А впереди были визиты руководителю ДНБ, представителям служб информации различных министерств, знакомства с иностранными пресс-атташе, пресс-конференции…
Вернувшись в номер гостиницы «Мегуро», Зорге глубоко задумался. На размышления навел маленький обрывок газеты: в номере кто-то побывал, кто-то рылся в чемоданах немецкого журналиста. Старались не оставить следов. Но они, по-видимому, не догадывались, что имеют дело с человеком обостренной наблюдательности. Дорожный транк-чемодан вскрывали. Оторвался маленький кусочек газеты, которой были прикрыты вещи. Кто-то интересовался содержимым транка. Кто?..

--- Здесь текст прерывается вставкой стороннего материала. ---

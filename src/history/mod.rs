//! History query service
//!
//! Serves range-filtered tick history from the durable store. When no
//! durable points exist in the window (fresh bootstrap, degraded mode),
//! a synthetic series anchored to the current last price is generated
//! for presentation. Synthetic series are flagged as such and are never
//! written back to storage.

use crate::error::EngineError;
use crate::instrument::{Instrument, Registry, TickPoint};
use crate::store::QuoteStore;
use chrono::{DateTime, Duration, Utc};
use rand::rngs::StdRng;
use rand::{Rng, SeedableRng};
use rust_decimal::Decimal;
use std::str::FromStr;
use std::sync::Arc;

/// Preset history windows
#[derive(Debug, Clone, Copy, PartialEq, Eq)]
pub enum HistoryRange {
    /// Last 24 hours, 15-minute points
    Day,
    /// Last 7 days, hourly points
    Week,
    /// Last 30 days, 4-hour points
    Month,
    /// Last 90 days, daily points
    ThreeMonths,
    /// Last 365 days, weekly points
    Year,
}

impl HistoryRange {
    /// Length of the window
    pub fn window(&self) -> Duration {
        match self {
            Self::Day => Duration::days(1),
            Self::Week => Duration::days(7),
            Self::Month => Duration::days(30),
            Self::ThreeMonths => Duration::days(90),
            Self::Year => Duration::days(365),
        }
    }

    /// Expected number of points for a full window
    pub fn point_count(&self) -> usize {
        match self {
            Self::Day => 96,
            Self::Week => 168,
            Self::Month => 180,
            Self::ThreeMonths => 90,
            Self::Year => 52,
        }
    }

    /// Canonical short code
    pub fn as_str(&self) -> &'static str {
        match self {
            Self::Day => "1d",
            Self::Week => "1w",
            Self::Month => "1m",
            Self::ThreeMonths => "3m",
            Self::Year => "1y",
        }
    }

    fn point_spacing(&self) -> Duration {
        self.window() / self.point_count() as i32
    }
}

impl FromStr for HistoryRange {
    type Err = String;

    fn from_str(s: &str) -> Result<Self, Self::Err> {
        match s {
            "1d" => Ok(Self::Day),
            "1w" => Ok(Self::Week),
            "1m" => Ok(Self::Month),
            "3m" => Ok(Self::ThreeMonths),
            "1y" => Ok(Self::Year),
            other => Err(format!("unknown history range: {other}")),
        }
    }
}

/// Result of a history query
#[derive(Debug, Clone)]
pub struct PriceHistory {
    /// Instrument the series belongs to
    pub instrument_id: String,
    /// Requested window
    pub range: HistoryRange,
    /// Points, oldest first
    pub points: Vec<TickPoint>,
    /// True when the series was generated rather than read from storage
    pub synthetic: bool,
}

/// Range-filtered history queries with synthetic fallback
pub struct HistoryService {
    store: Arc<dyn QuoteStore>,
    registry: Arc<Registry>,
}

impl HistoryService {
    /// Create a service over the shared store and registry
    pub fn new(store: Arc<dyn QuoteStore>, registry: Arc<Registry>) -> Self {
        Self { store, registry }
    }

    /// Fetch history for an instrument within a preset range
    pub async fn get(
        &self,
        instrument_id: &str,
        range: HistoryRange,
    ) -> Result<PriceHistory, EngineError> {
        let instrument = self
            .registry
            .get(instrument_id)
            .await
            .ok_or_else(|| EngineError::InstrumentNotFound(instrument_id.to_string()))?;

        let to = Utc::now();
        let from = to - range.window();
        let points = self.store.history(instrument_id, from, to).await?;

        if !points.is_empty() {
            return Ok(PriceHistory {
                instrument_id: instrument_id.to_string(),
                range,
                points,
                synthetic: false,
            });
        }

        tracing::debug!(
            instrument = %instrument_id,
            range = range.as_str(),
            "No durable history in range, generating synthetic series"
        );
        Ok(synthetic_series(&instrument, range, to))
    }
}

/// Generate a presentation-only series anchored to the current price
///
/// Walked backwards from the anchor so the final point lands exactly on
/// last_price; each backward step removes a small positive drift plus
/// bounded noise, which reads as a slight upward trend going forward.
fn synthetic_series(instrument: &Instrument, range: HistoryRange, now: DateTime<Utc>) -> PriceHistory {
    let count = range.point_count();
    let spacing = range.point_spacing();
    let mut rng = StdRng::from_entropy();

    let floor = Decimal::new(1, 2);
    let mut prices = vec![Decimal::ZERO; count];
    let mut price = instrument.last_price;
    prices[count - 1] = price;

    for slot in (0..count - 1).rev() {
        // Drift of 5 bps per step plus noise in ±40 bps, as exact decimals.
        let noise_bps: i64 = rng.gen_range(-40..=40);
        let step = Decimal::new(5 + noise_bps, 4);
        price = (price * (Decimal::ONE - step)).round_dp(2).max(floor);
        prices[slot] = price;
    }

    let points = prices
        .into_iter()
        .enumerate()
        .map(|(slot, price)| TickPoint {
            instrument_id: instrument.id.clone(),
            price,
            timestamp: now - spacing * (count - 1 - slot) as i32,
        })
        .collect();

    PriceHistory {
        instrument_id: instrument.id.clone(),
        range,
        points,
        synthetic: true,
    }
}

За годы разведывательной службы Рихард привык наблюдать за собой как бы со стороны. Так было в Шанхае, так было в нацистской Германии. Теперь, стоя у открытого окна, он анализировал каждый свой шаг за сегодняшний день. Достаточно ли естественно вел он себя? Естественность и простоту Зорге считал нормой поведения разведчика. Он ненавидел всякую таинственность. Его можно было бы уподобить ученому-натуралисту, который во всеоружии современных знаний отправляется в дикие джунгли, где на каждом шагу подстерегает опасность. Он с полным правом мог сказать о себе: «Во мне проснулась страсть исследователя, страсть, которая уже больше никогда не покидала меня». Да он и был ученым, исследователем. Только ему всегда приходилось пробираться через самые опасные джунгли — через джунгли запутанных человеческих отношений. Здесь каждый неверный шаг может привести к катастрофе. Нужна особая бдительность, мозг должен бодрствовать беспрестанно.
Да, сегодня корреспондент Зорге вел себя весьма естественно. С фон Дирксеном проявлял холодную, сдержанную откровенность. Он понял этого чопорного, суховатого чиновника. С таким следует вести себя осмотрительно, ненавязчиво. Доктор Дирксен и доктор Зорге уже почти нашли общий язык, но до их сближения еще далеко. Инициатива должна всегда исходить от доктора Дирксена, доктору Зорге остается терпеливо ждать. Доктор Дирксен неизбежно придет к Рихарду Зорге, в противном случае советскому военному разведчику нечего делать в немецком посольстве. Но путь к черствому сердцу посла очень извилист, полон препятствий. Старый оппортунист не имеет прочных политических убеждений. Во имя карьеры и обеспеченной жизни он готов служить кому угодно, будь то Гинденбург или же наци. Наци оказались сильнее — и Дирксен целиком на их стороне. Япония ему надоела, он мечтает о Европе. Но час его еще не настал.
До приезда Рихарда Зорге в Японию Дирксен не имел о нем ни малейшего представления — и в этом была слабость посла. Советский разведчик заблаговременно изучил досье на Дирксена, знал, с кем придется иметь дело, — и в этом была сила Зорге. Он изучал посла, как изучают инфузорию под микроскопом.
Начало как будто неплохое. И все же ощущение неблагополучия, тайной опасности не покидало Рихарда. Час назад он пережил сильное нервное потрясение: повстречался с женой стажера Отта. Лицо показалось знакомым. «Рихард Зорге! — воскликнула она. — Какими судьбами? Вы нисколько не изменились…» Эту даму он, в самом деле, встречал раньше в Германии. Тогда она строила из себя «красную», а теперь вышла замуж за абверовца. «Вы ошиблись, фрау Отт, я все-таки сильно изменился, — сказал Рихард сурово. — Мои старые добрые друзья Геббельс и Функ наконец-то нашли достойное применение моим способностям: я аккредитован здесь от «Франкфуртер цейтунг»!» Она побледнела. По-видимому, решила, что раньше, в те смутные годы, Зорге был провокатором в рабочей организации. Теперь, очутившись здесь, он может припомнить все, что она тщательно скрывала даже от мужа. Наконец она справилась с минутной растерянностью, протянула руку и произнесла кокетливо: «Надеюсь, мы останемся приятелями. Пусть прошлое останется прошлым. Стоит ли его ворошить?..» Он пожал эту маленькую холодную руку, улыбнулся, пообещал: «На меня можете положиться. Жизнь — сложная штука».